Agile business intelligence sounded intriguing but remained confusing for some TDWI attendees. Learn more about the concept, and get five secrets for implementing agile BI.

SAN DIEGO -- Change is inevitable, so plan for it. That was the prevailing message of the summer TDWI conference here, which was focused on agile business intelligence (BI).

While attendees lauded the conference’s content, some remained confused over agile BI, even two days into the event. Some thought it referred to applying agile development principles to their BI environment. A few saw it as yet another industry buzzword. Others thought it meant the ability of BI to help an organization be more adaptable, nimble and quick.

They’re all partially right, explained Wayne Eckerson, research director for The Data Warehousing Institute (TDWI), a Renton, Wash.-based analyst firm.

“When TDWI uses the term [agile BI], it’s in the broadest context possible," Eckerson said. "It refers to any of the organizational processes, technology and infrastructure required to make the business go as fast as possible.”

Practically speaking, he said, that means agile BI spans many areas and is more mentality than methodology. It means initiatives like revamping an organization’s BI team and program structure for better business alignment and improving how information is disseminated and used. It means developing powerful BI and data management infrastructures that are flexible enough to handle change. And it means applying agile development techniques to BI projects, Eckerson explained. But given that many of these goals are not new, why is the agile BI concept gaining traction now?

Eckerson pointed first to the recent uptick in executive interest in using BI and analytics to be more agile and competitive. Technology innovations in data warehousing appliances, analytical databases, cloud computing and open source are “changing the game,” he said, enabling organizations to ask and answer analytical questions that historically weren’t possible as a result of storage, processing and cost constraints. And there’s a genuine move toward using agile development concepts to help overcome the stigma (and, often, the reality) that IT organizations are too slow to respond to business needs.

“There’s a growing momentum toward failing fast and not trying to be perfect. If something breaks and you make a mistake, the cost of fixing the mistake is often outweighed by the advantage of going fast,” Eckerson said. “So fail. Make a mistake. Build your architecture and fix things after the fact. Let your developers go out, build these solutions quickly and reconcile the models afterwards. It’s OK, as long as you’re all developing to certain core principles. Not hard-and-fast rules, but core principles.”

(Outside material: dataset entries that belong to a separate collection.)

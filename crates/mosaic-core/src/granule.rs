//! Granules: the source rasters a mosaic is made of.

use crate::error::GranuleLoadError;
use mosaic_common::BoundingBox;
use mosaic_index::{IndexRecord, RecordId};
use serde::{Deserialize, Serialize};
use std::path::{Path, PathBuf};
use std::sync::OnceLock;

/// How granule locations stored in the index are interpreted.
#[derive(Debug, Clone, Copy, PartialEq, Eq, Serialize, Deserialize)]
#[serde(rename_all = "lowercase")]
pub enum PathMode {
    /// Locations must already be absolute paths.
    Absolute,
    /// Locations are relative to the mosaic root directory.
    Relative,
}

impl Default for PathMode {
    fn default() -> Self {
        Self::Relative
    }
}

/// Turns a stored location into a path for the decoder.
#[derive(Debug, Clone, Default, PartialEq, Eq)]
pub struct PathResolver {
    pub mode: PathMode,
    pub root: Option<PathBuf>,
}

impl PathResolver {
    pub fn new(mode: PathMode, root: Option<PathBuf>) -> Self {
        Self { mode, root }
    }

    pub fn resolve(&self, location: &str) -> Result<PathBuf, GranuleLoadError> {
        let location = location.trim();
        if location.is_empty() {
            return Err(GranuleLoadError::Unresolvable {
                location: location.to_string(),
                reason: "empty location".to_string(),
            });
        }

        let path = Path::new(location);
        match self.mode {
            PathMode::Absolute if path.is_absolute() => Ok(path.to_path_buf()),
            PathMode::Absolute => Err(GranuleLoadError::Unresolvable {
                location: location.to_string(),
                reason: "absolute path required".to_string(),
            }),
            PathMode::Relative => match &self.root {
                Some(root) if !path.is_absolute() => Ok(root.join(path)),
                _ => Ok(path.to_path_buf()),
            },
        }
    }
}

/// One source raster.
///
/// Immutable once built; the resolved path is computed on first use and
/// remembered, including a failed resolution.
#[derive(Debug)]
pub struct Granule {
    id: RecordId,
    footprint: BoundingBox,
    location: String,
    decoder_hint: Option<String>,
    resolver: PathResolver,
    resolved: OnceLock<Result<PathBuf, String>>,
}

impl Granule {
    pub fn new(
        id: RecordId,
        footprint: BoundingBox,
        location: impl Into<String>,
        decoder_hint: Option<String>,
        resolver: PathResolver,
    ) -> Result<Self, GranuleLoadError> {
        if !footprint.is_valid() || footprint.is_empty() {
            return Err(GranuleLoadError::InvalidFootprint(id.to_string()));
        }
        Ok(Self {
            id,
            footprint,
            location: location.into(),
            decoder_hint,
            resolver,
            resolved: OnceLock::new(),
        })
    }

    /// Build from an index record using the configured attribute names.
    pub fn from_record(
        record: &IndexRecord,
        location_attribute: &str,
        decoder_attribute: Option<&str>,
        resolver: PathResolver,
    ) -> Result<Self, GranuleLoadError> {
        let location = record
            .text(location_attribute)
            .ok_or_else(|| GranuleLoadError::MissingLocation(record.id.to_string()))?;
        let hint = decoder_attribute
            .and_then(|attr| record.text(attr))
            .map(str::to_string);
        Self::new(record.id.clone(), record.footprint, location, hint, resolver)
    }

    pub fn id(&self) -> &RecordId {
        &self.id
    }

    pub fn footprint(&self) -> &BoundingBox {
        &self.footprint
    }

    pub fn location(&self) -> &str {
        &self.location
    }

    pub fn decoder_hint(&self) -> Option<&str> {
        self.decoder_hint.as_deref()
    }

    /// Path handed to the decoder.
    pub fn resolve(&self) -> Result<&Path, GranuleLoadError> {
        let resolved = self.resolved.get_or_init(|| {
            self.resolver
                .resolve(&self.location)
                .map_err(|e| e.to_string())
        });
        match resolved {
            Ok(path) => Ok(path.as_path()),
            Err(reason) => Err(GranuleLoadError::Unresolvable {
                location: self.location.clone(),
                reason: reason.clone(),
            }),
        }
    }
}

#[cfg(test)]
mod tests {
    use super::*;

    fn footprint() -> BoundingBox {
        BoundingBox::new(0.0, 0.0, 10.0, 10.0)
    }

    #[test]
    fn test_relative_joins_root() {
        let resolver = PathResolver::new(PathMode::Relative, Some(PathBuf::from("/data/mosaic")));
        let g = Granule::new("g".into(), footprint(), "tiles/a.tif", None, resolver).unwrap();
        assert_eq!(g.resolve().unwrap(), Path::new("/data/mosaic/tiles/a.tif"));
    }

    #[test]
    fn test_absolute_mode_rejects_relative() {
        let resolver = PathResolver::new(PathMode::Absolute, None);
        let g = Granule::new("g".into(), footprint(), "tiles/a.tif", None, resolver).unwrap();
        assert!(matches!(
            g.resolve(),
            Err(GranuleLoadError::Unresolvable { .. })
        ));
        // Second call hits the remembered failure.
        assert!(g.resolve().is_err());
    }

    #[test]
    fn test_empty_footprint_rejected() {
        let line = BoundingBox::new(0.0, 0.0, 0.0, 10.0);
        let result = Granule::new("g".into(), line, "a.tif", None, PathResolver::default());
        assert!(matches!(result, Err(GranuleLoadError::InvalidFootprint(_))));
    }

    #[test]
    fn test_from_record_requires_location() {
        let record = IndexRecord::new("g9", footprint()).with_attribute("path", "a.tif");
        let result = Granule::from_record(&record, "location", None, PathResolver::default());
        assert!(matches!(result, Err(GranuleLoadError::MissingLocation(ref id)) if id == "g9"));

        let record = record
            .with_attribute("location", "b.tif")
            .with_attribute("format", "memory");
        let g = Granule::from_record(&record, "location", Some("format"), PathResolver::default())
            .unwrap();
        assert_eq!(g.location(), "b.tif");
        assert_eq!(g.decoder_hint(), Some("memory"));
    }
}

That may be a tough pill for some BI and data management professionals to swallow, he acknowledged. After years of requirements templates, careful modeling and attempts to get the data perfect, the new directives are to develop quickly, iterate often and be OK with delivering 80%. Granted, this approach might not be ideal for an executive’s financial reporting, but the average business user will probably be OK with getting some data sooner, rather than waiting for the perfect solution.

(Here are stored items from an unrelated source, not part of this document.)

//! Results reporting and formatting.

use crate::metrics::BenchResults;
use comfy_table::{modifiers::UTF8_ROUND_CORNERS, presets::UTF8_FULL, Table};
use mosaic_core::{select_level, OverviewPolicy, ReadOutcome, ResolutionLevel};

/// Formats benchmark results for output.
pub struct ResultsReport;

impl ResultsReport {
    /// Format results as a console table.
    pub fn format_table(results: &BenchResults) -> String {
        let mut table = Table::new();
        table
            .load_preset(UTF8_FULL)
            .apply_modifier(UTF8_ROUND_CORNERS)
            .set_header(vec![format!("Mosaic Benchmark: {}", results.config_name)]);

        table.add_row(vec!["Duration:", &format!("{:.2}s", results.duration_secs)]);
        table.add_row(vec!["Reads:", &format!("{}", results.total_reads)]);
        table.add_row(vec![
            "Empty / Failed:",
            &format!("{} / {}", results.empty_reads, results.failed_reads),
        ]);
        table.add_row(vec![
            "Executor:",
            &format!(
                "{} (concurrency {})",
                if results.pooled { "pooled" } else { "inline" },
                results.concurrency
            ),
        ]);
        table.add_row(vec![
            "Reads/sec:",
            &format!("{:.1}", results.reads_per_second),
        ]);
        table.add_row(vec![
            "Throughput:",
            &format!("{:.2} Mpx/s", results.megapixels_per_second),
        ]);

        table.add_row(vec!["", ""]);
        table.add_row(vec!["Latency (ms)", "p50 / p90 / p99 / max"]);
        table.add_row(vec![
            "",
            &format!(
                "{:.2} / {:.2} / {:.2} / {:.2}",
                results.latency_p50, results.latency_p90, results.latency_p99, results.latency_max
            ),
        ]);

        table.add_row(vec!["", ""]);
        table.add_row(vec![
            "Granules/read:",
            &format!("{:.1}", results.granules_per_read),
        ]);
        table.add_row(vec![
            "Granules loaded:",
            &format!("{:.1}%", results.granule_load_rate),
        ]);
        for error in &results.errors {
            table.add_row(vec!["Error:", error.as_str()]);
        }

        table.to_string()
    }

    /// Format results as JSON.
    pub fn format_json(results: &BenchResults) -> anyhow::Result<String> {
        Ok(serde_json::to_string_pretty(results)?)
    }

    /// Format results as CSV row.
    pub fn format_csv(results: &BenchResults) -> String {
        format!(
            "{},{},{},{},{:.1},{:.2},{:.2},{:.2},{:.2}",
            results.timestamp,
            results.config_name,
            results.pooled,
            results.total_reads,
            results.reads_per_second,
            results.megapixels_per_second,
            results.latency_p50,
            results.latency_p90,
            results.latency_p99
        )
    }

    /// CSV header row.
    pub fn csv_header() -> &'static str {
        "timestamp,config,pooled,reads,rps,mpx_per_sec,p50,p90,p99"
    }

    /// Summary of a single read.
    pub fn format_read(outcome: &ReadOutcome) -> String {
        let mosaic = match outcome {
            ReadOutcome::Empty => return "Empty: request does not touch the mosaic".to_string(),
            ReadOutcome::Mosaic(mosaic) => mosaic,
        };

        let mut table = Table::new();
        table
            .load_preset(UTF8_FULL)
            .apply_modifier(UTF8_ROUND_CORNERS)
            .set_header(vec!["Read", ""]);
        table.add_row(vec![
            "Size:".to_string(),
            format!("{}x{}", mosaic.raster.width, mosaic.raster.height),
        ]);
        table.add_row(vec!["World bounds:".to_string(), mosaic.world_bounds().to_string()]);
        table.add_row(vec![
            "Level:".to_string(),
            format!(
                "{} (subsampling {}x{})",
                mosaic.level, mosaic.subsampling_x, mosaic.subsampling_y
            ),
        ]);
        table.add_row(vec![
            "Granules:".to_string(),
            format!("{} matched, {} loaded", mosaic.matched, mosaic.loaded),
        ]);
        for band in &mosaic.bands {
            table.add_row(vec![
                format!("{}:", band.name),
                format!(
                    "{:?} {:?} no-data {:?}",
                    band.data_type, band.color_interpretation, band.no_data
                ),
            ]);
        }
        table.to_string()
    }

    /// Level and subsampling each policy picks for a set of requested
    /// resolutions.
    pub fn format_levels(levels: &[ResolutionLevel], requested: &[f64]) -> String {
        let mut table = Table::new();
        let mut header = vec!["requested".to_string()];
        header.extend(OverviewPolicy::all().iter().map(|p| p.to_string()));
        table
            .load_preset(UTF8_FULL)
            .apply_modifier(UTF8_ROUND_CORNERS)
            .set_header(header);

        for &res in requested {
            let mut row = vec![format!("{}", res)];
            for policy in OverviewPolicy::all() {
                let selection = select_level(ResolutionLevel::square(res), policy, levels);
                let level = levels.get(selection.level).map(|l| l.x).unwrap_or(f64::NAN);
                row.push(format!(
                    "L{} ({}) x{}",
                    selection.level, level, selection.subsampling_x
                ));
            }
            table.add_row(row);
        }
        table.to_string()
    }
}

#[cfg(test)]
mod tests {
    use super::*;

    #[test]
    fn test_empty_read_summary() {
        assert!(ResultsReport::format_read(&ReadOutcome::Empty).starts_with("Empty"));
    }

    #[test]
    fn test_levels_table_lists_every_policy() {
        let levels = [1.0, 2.0, 4.0].map(ResolutionLevel::square);
        let table = ResultsReport::format_levels(&levels, &[3.0]);
        for policy in OverviewPolicy::all() {
            assert!(table.contains(policy.as_str()));
        }
        // quality -> level 1, speed -> level 2
        assert!(table.contains("L1 (2) x1"));
        assert!(table.contains("L2 (4) x1"));
    }
}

Eckerson offered even more advice in his Monday morning keynote, sharing “Five Secrets to Building an Agile Adaptable BI Environment”:

  • Align with business. Evaluate BI program structures, he recommended, and consider agile development tactics, such as “embedding” BI developers in a business department and cross-training staff in all facets of BI. He referenced a Netflix case study that involved disbanding formal requirements and QA teams in favor of a cross-trained BI staff, where a single developer may build out an entire solution.
  • Slow down to speed up. Eckerson cautioned that the emphasis on fast delivery should not mean ignoring the business user or getting seduced by attractive technology before knowing what’s really needed.
  • Anticipate the business. The more that BI professionals know the business side ”inside and out,” the better position they will be in to develop applications and infrastructures that can handle future business requests. Given that businesses often don’t want to fund architecture – instead, focusing on projects – Eckerson recommended building out BI architectures incrementally.
  • Manage expectations. “The harsh reality of BI is that we’ll never, ever move as fast as the business wants – but we can move as fast as they need,” Eckerson said. BI teams with a good business rapport can help requestors step back to consider what will do the job. Other helpful tactics are developing a visual BI portfolio (a concept pioneered by Baseline Consulting) and having a solid governance structure to manage incoming requests.
  • Cede control back to the business. BI organizations need to educate business users and develop standards and governance that enable BI without sacrificing the user’s desire for data. It’s akin to raising teenagers, Eckerson joked. When you can no longer control their actions, you hope that standards and values you’ve espoused will help them make good decisions.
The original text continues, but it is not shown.